Many of you reading this will key on that word, offering advice akin to “Well, then, rebel.” I’m still trying to figure out how that fits into my life, my psyche. As a white man, I’ve not had to endure the life of rebellion that so many marginalized people have lived every single day. I am, I think, still in shock, mourning in the quagmire of uncertainty where there was once stability.
I know, both intellectually and emotionally, that I am not endangered here like so many others. Others like my wife who, in spite of being solidly middle-class and white, is part of the 51% demographic that will see a definitive threat to their physical, mental, and social well-being. Like my gay friends, whose marriages are now on the chopping block. Like my trans friends, whose very existence is seen as an existential threat. Like the Muslims I know, who face the very real threat of deportation and mass violence.
I know I am not those people. And I know I will stand up for them and beside them in whatever ways I can. But sharing my own fear is the only way I know how to even try to move past it, to become productive again. To try to write again. Because, over the last five days, the conservative attitude toward my art has been validated and normalized by the election of their own demagogue. In a time when I know, intellectually, I should stand up and make myself heard, I find myself questioning the validity of my art, of my choices. Questioning its value. Questioning my self-worth.
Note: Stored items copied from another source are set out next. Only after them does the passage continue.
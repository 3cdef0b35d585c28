//! Transfer progress rendering.
//!
//! On a terminal an indicatif bar is drawn per file. Otherwise a plain line
//! is rewritten in place (`\r`) at most every 250 ms, plus once at the end.

use std::io::{self, IsTerminal, Write};
use std::sync::Mutex;

use indicatif::{ProgressBar, ProgressDrawTarget, ProgressStyle};

use driveloader_core::download::{DownloadError, TransferOutcome};
use driveloader_core::utils::{format_hms, format_size, format_speed};
use driveloader_download::{ProgressReporter, ProgressThrottle, TransferProgress};

/// `ProgressReporter` for the terminal.
pub struct CliProgress {
    inner: Mutex<ProgressRender>,
}

enum ProgressRender {
    Fancy(Option<ProgressBar>),
    Plain(PlainProgress),
}

impl CliProgress {
    /// Create a reporter, auto-detecting terminal capability.
    pub fn new() -> Self {
        let render = if io::stdout().is_terminal() {
            ProgressRender::Fancy(None)
        } else {
            ProgressRender::Plain(PlainProgress::default())
        };
        Self {
            inner: Mutex::new(render),
        }
    }

    fn with_render(&self, f: impl FnOnce(&mut ProgressRender)) {
        // Progress is cosmetic; a poisoned lock still holds usable state.
        let mut guard = self
            .inner
            .lock()
            .unwrap_or_else(std::sync::PoisonError::into_inner);
        f(&mut guard);
    }
}

impl Default for CliProgress {
    fn default() -> Self {
        Self::new()
    }
}

impl ProgressReporter for CliProgress {
    fn on_start(&self, name: &str, total: Option<u64>) {
        self.with_render(|render| match render {
            ProgressRender::Fancy(bar) => {
                let pb = match total {
                    Some(t) if t > 0 => download_bar(t),
                    _ => spinner(),
                };
                pb.set_message(name.to_string());
                *bar = Some(pb);
            }
            ProgressRender::Plain(plain) => plain.start(name),
        });
    }

    fn on_progress(&self, progress: &TransferProgress) {
        self.with_render(|render| match render {
            ProgressRender::Fancy(Some(pb)) => {
                if let Some(total) = progress.total {
                    pb.set_length(total);
                }
                pb.set_position(progress.downloaded);
            }
            ProgressRender::Fancy(None) => {}
            ProgressRender::Plain(plain) => plain.update(progress),
        });
    }

    fn on_finish(&self, _name: &str, result: Result<&TransferOutcome, &DownloadError>) {
        self.with_render(|render| match render {
            ProgressRender::Fancy(bar) => {
                if let Some(pb) = bar.take() {
                    pb.finish_and_clear();
                }
                if let Ok(outcome) = result {
                    println!(
                        "Saved {} ({})",
                        outcome.final_path.display(),
                        format_size(outcome.bytes_written)
                    );
                }
            }
            ProgressRender::Plain(plain) => plain.finish(),
        });
    }
}

fn download_bar(total: u64) -> ProgressBar {
    let pb = ProgressBar::with_draw_target(Some(total), ProgressDrawTarget::stdout());
    if let Ok(style) = ProgressStyle::with_template(
        "{msg:30!} [{bar:32.cyan/blue}] {bytes}/{total_bytes} ({bytes_per_sec}, ETA {eta_precise})",
    ) {
        pb.set_style(style.progress_chars("█▓░"));
    }
    pb
}

fn spinner() -> ProgressBar {
    let pb = ProgressBar::with_draw_target(None, ProgressDrawTarget::stdout());
    if let Ok(style) = ProgressStyle::with_template("{spinner:.green} {msg} {bytes}") {
        pb.set_style(style);
    }
    pb
}

#[derive(Default)]
struct PlainProgress {
    throttle: ProgressThrottle,
    last_line_len: usize,
    printed: bool,
}

impl PlainProgress {
    fn start(&mut self, name: &str) {
        self.throttle.reset();
        println!("Downloading {name}");
    }

    fn update(&mut self, progress: &TransferProgress) {
        if !self.throttle.should_emit(progress) {
            return;
        }
        let line = progress_line(progress);
        let pad = self.last_line_len.saturating_sub(line.len());
        print!("\r{line}{}", " ".repeat(pad));
        io::stdout().flush().ok();
        self.last_line_len = line.len();
        self.printed = true;
    }

    fn finish(&mut self) {
        if self.printed {
            println!();
        }
        self.printed = false;
        self.last_line_len = 0;
    }
}

/// `Downloaded 4.00 MB / 10.00 MB (40.0%), Remaining 6.00 MB, ETA 00:00:03, 2.00 MB/s`
pub fn progress_line(progress: &TransferProgress) -> String {
    let speed = progress.speed.map_or_else(|| format_speed(0.0), format_speed);
    let eta = progress
        .eta
        .map_or_else(|| "--:--:--".to_string(), format_hms);

    match (progress.total, progress.percent(), progress.remaining()) {
        (Some(total), Some(pct), Some(remaining)) => format!(
            "Downloaded {} / {} ({pct:.1}%), Remaining {}, ETA {eta}, {speed}",
            format_size(progress.downloaded),
            format_size(total),
            format_size(remaining),
        ),
        _ => format!(
            "Downloaded {}, ETA {eta}, {speed}",
            format_size(progress.downloaded)
        ),
    }
}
I’m hoping for some level of catharsis from this writing. I can look at this blog post and say to myself I’ve used my words as and expression of my fears, and that’s helpful. I haven’t yet summoned the strength to just barrel back into the work – like I desperately need to – and I’m hoping this will help. I’m hoping I can find the strength to stop worrying about my art as a career, and engage in it as my own personal form of rebellion. I guess I won’t know until I click “Publish”.